*** Dataset entries Section Begins ***
use crate::config::provenance::{Section, Source};
use crate::config::ResolvedConfig;
use std::io::Write;

/// Render `config show` output.
pub fn render_show<W: Write>(w: &mut W, config: &ResolvedConfig) -> std::io::Result<()> {
    if config.loaded_files.is_empty() {
        writeln!(w, "Loaded config files: (none)")?;
    } else {
        writeln!(w, "Loaded config files:")?;
        for (i, path) in config.loaded_files.iter().enumerate() {
            writeln!(w, "  {}. {}", i + 1, path.display())?;
        }
    }
    writeln!(w)?;

    writeln!(w, "Resolved settings:")?;
    for section in Section::ALL {
        write_section(w, config, section)?;
    }

    let overridden = config.provenance.overridden().count();
    writeln!(w)?;
    writeln!(w, "{overridden} setting(s) differ from the built-in defaults")?;
    Ok(())
}

/// Render `config explain <section>` output.
pub fn render_explain<W: Write>(
    w: &mut W,
    config: &ResolvedConfig,
    section: Section,
) -> std::io::Result<()> {
    writeln!(w, "Section: {section}")?;
    writeln!(w)?;
    write_section(w, config, section)?;

    let all_default = config
        .provenance
        .section(section)
        .all(|(_, source)| *source == Source::Default);
    if all_default {
        writeln!(w)?;
        writeln!(w, "Every {section} setting is a built-in default.")?;
    }
    Ok(())
}

fn write_section<W: Write>(
    w: &mut W,
    config: &ResolvedConfig,
    section: Section,
) -> std::io::Result<()> {
    for (key, source) in config.provenance.section(section) {
        writeln!(w, "  {}: {} <- {}", key, value_of(config, key), source)?;
    }
    Ok(())
}

fn list(values: &[String]) -> String {
    if values.is_empty() {
        "(none)".to_string()
    } else {
        format!("{:?}", values)
    }
}

fn value_of(config: &ResolvedConfig, key: &str) -> String {
    match key {
        "defaults.format" => config.format.clone(),
        "defaults.quiet" => config.quiet.to_string(),
        "defaults.jobs" => match config.jobs {
            0 => "0 (one per core)".to_string(),
            n => n.to_string(),
        },
        "targeting.include" => list(&config.include),
        "targeting.exclude" => list(&config.exclude),
        "targeting.ignore" => config
            .ignore_file
            .as_ref()
            .map_or_else(|| "(none)".to_string(), |ignore| list(ignore.patterns())),
        "clients.libraries" => list(&config.clients.libraries),
        "tests.function_prefixes" => list(&config.tests.function_prefixes),
        "tests.class_prefixes" => list(&config.tests.class_prefixes),
        "tests.base_classes" => list(&config.tests.base_classes),
        "protocols.require_protocol_base" => config.protocols.require_protocol_base.to_string(),
        _ => "(unknown)".to_string(),
    }
}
*** Dataset entries Section Ends ***
> What the exercise asks: Reproduce each line above that contains "provenance".

> Reply to the exercise:
use crate::config::provenance::{Section, Source};
    let overridden = config.provenance.overridden().count();
        .provenance
    for (key, source) in config.provenance.section(section) {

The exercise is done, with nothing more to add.